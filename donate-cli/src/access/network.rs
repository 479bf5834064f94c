// Copyright 2024 MaidSafe.net limited.
//
// This SAFE Network Software is licensed to you under The General Public License (GPL), version 3.
// Unless required by applicable law or agreed to in writing, the SAFE Network Software distributed
// under the GPL Licence is distributed on an "AS IS" BASIS, WITHOUT WARRANTIES OR CONDITIONS OF ANY
// KIND, either express or implied. Please review the Licences for the specific language governing
// permissions and limitations relating to use of the SAFE Network Software.

use color_eyre::eyre::{Context, Result};
use color_eyre::Section;
use donate_evm::utils::{
    get_network_from_env, CHAIN_ID, DONATE_NETWORK, DONATION_TOKEN_ADDRESS, RPC_URL,
};
use donate_evm::wallet::{EvmSession, RpcTokenBalanceFeed};
use donate_evm::{DonationClient, Network};
use std::sync::Arc;
use std::time::Duration;

pub fn get_network() -> Result<Network> {
    get_network_from_env()
        .wrap_err("Failed to resolve the donation network")
        .with_suggestion(|| {
            format!("set {DONATE_NETWORK}=sepolia, or all of {RPC_URL}, {CHAIN_ID} and {DONATION_TOKEN_ADDRESS}")
        })
}

/// Connect the wallet to the configured network's RPC endpoint.
pub async fn connect(settle_delay: Duration) -> Result<DonationClient> {
    let network = get_network()?;
    let secret_key = super::keys::get_secret_key()?;

    info!("Connecting to {} at {}", network.name(), network.rpc_url());
    let session = EvmSession::connect(&network, &secret_key)
        .await
        .wrap_err("Failed to connect the wallet to the network")
        .with_suggestion(|| format!("check that {} is reachable", network.rpc_url()))?;
    let feed = RpcTokenBalanceFeed::new(network.clone());

    Ok(
        DonationClient::new(network, Arc::new(session), Arc::new(feed))
            .with_settle_delay(settle_delay),
    )
}
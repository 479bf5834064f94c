// Copyright 2024 MaidSafe.net limited.
//
// This SAFE Network Software is licensed to you under The General Public License (GPL), version 3.
// Unless required by applicable law or agreed to in writing, the SAFE Network Software distributed
// under the GPL Licence is distributed on an "AS IS" BASIS, WITHOUT WARRANTIES OR CONDITIONS OF ANY
// KIND, either express or implied. Please review the Licences for the specific language governing
// permissions and limitations relating to use of the SAFE Network Software.

pub mod keys;
pub mod network;
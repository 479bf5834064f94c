// Copyright 2024 MaidSafe.net limited.
//
// This SAFE Network Software is licensed to you under The General Public License (GPL), version 3.
// Unless required by applicable law or agreed to in writing, the SAFE Network Software distributed
// under the GPL Licence is distributed on an "AS IS" BASIS, WITHOUT WARRANTIES OR CONDITIONS OF ANY
// KIND, either express or implied. Please review the Licences for the specific language governing
// permissions and limitations relating to use of the SAFE Network Software.

use crate::utils::{format_transaction_hash, format_wallet_address};
use color_eyre::eyre::{eyre, Report, Result};
use color_eyre::Section;
use donate_evm::common::TxHash;
use donate_evm::transfer::{Error, TransferOutcome, TransferRequest, TransferState};
use donate_evm::{DonationClient, Network};
use tokio::sync::watch;

pub async fn send(client: &DonationClient, amount: &str, recipient: &str) -> Result<()> {
    let network = client.network();
    let symbol = &network.donation_token().symbol;
    println!(
        "Sending {amount} {symbol} to {} on {}...",
        format_wallet_address(recipient),
        network.name()
    );

    let states = client.transfer_state();
    let (outcome, announced) = tokio::join!(
        client.submit_transfer(TransferRequest::new(amount, recipient)),
        report_progress(states, network),
    );

    match outcome {
        TransferOutcome::Confirmed(confirmed) => {
            if !announced {
                print_transaction(network, &confirmed.tx_hash);
            }
            println!(
                "Donation of {} {symbol} to {} confirmed",
                confirmed.amount,
                format_wallet_address(&confirmed.recipient.to_string())
            );
            info!("Donation confirmed in transaction {}", confirmed.tx_hash);
            Ok(())
        }
        TransferOutcome::Failed { tx_hash, error } => {
            if let Some(tx_hash) = tx_hash {
                if !announced {
                    print_transaction(network, &tx_hash);
                }
                println!("Check the transaction above before trying again");
            }
            Err(failure(network, error))
        }
        TransferOutcome::Rejected(error) => Err(failure(network, error)),
    }
}

/// Print the transaction as soon as it is broadcast. Returns whether it was printed.
async fn report_progress(mut states: watch::Receiver<TransferState>, network: &Network) -> bool {
    let mut announced = false;
    while states.changed().await.is_ok() {
        let state = states.borrow_and_update().clone();
        match state {
            TransferState::NetworkCheck => println!("Checking the wallet network..."),
            TransferState::Submitting => println!("Waiting for the wallet to sign..."),
            TransferState::AwaitingConfirmation { tx_hash } => {
                print_transaction(network, &tx_hash);
                println!("Waiting for confirmation...");
                announced = true;
            }
            state if state.is_terminal() => break,
            _ => {}
        }
    }
    announced
}

fn print_transaction(network: &Network, tx_hash: &TxHash) {
    println!(
        "Transaction: {}",
        format_transaction_hash(&tx_hash.to_string())
    );
    if let Some(url) = network.transaction_url(tx_hash) {
        println!("View it at {url}");
    }
}

fn failure(network: &Network, error: Error) -> Report {
    let report = match &error {
        Error::Network(network_error) => eyre!(network_error.user_message(&network.name())),
        error => eyre!(error.to_string()),
    };

    match (error, network.token_faucet_url()) {
        (Error::InsufficientBalance { .. }, Some(faucet)) => report.with_suggestion(|| {
            format!("get test {} from {faucet}", network.donation_token().symbol)
        }),
        _ => report,
    }
}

....................

### EXERCISE INSTRUCTIONS
Your answer must be the lines above, unchanged, from the first one through the line that holds "pub fn get_network()", inclusive, and no others.

### RESPONSE TO THIS TASK
filename donate-cli/src/access/network.rs
repository 479bf5834064f94c
// Copyright 2024 MaidSafe.net limited.
//
// This SAFE Network Software is licensed to you under The General Public License (GPL), version 3.
// Unless required by applicable law or agreed to in writing, the SAFE Network Software distributed
// under the GPL Licence is distributed on an "AS IS" BASIS, WITHOUT WARRANTIES OR CONDITIONS OF ANY
// KIND, either express or implied. Please review the Licences for the specific language governing
// permissions and limitations relating to use of the SAFE Network Software.

use color_eyre::eyre::{Context, Result};
use color_eyre::Section;
use donate_evm::utils::{
    get_network_from_env, CHAIN_ID, DONATE_NETWORK, DONATION_TOKEN_ADDRESS, RPC_URL,
};
use donate_evm::wallet::{EvmSession, RpcTokenBalanceFeed};
use donate_evm::{DonationClient, Network};
use std::sync::Arc;
use std::time::Duration;

pub fn get_network() -> Result<Network> {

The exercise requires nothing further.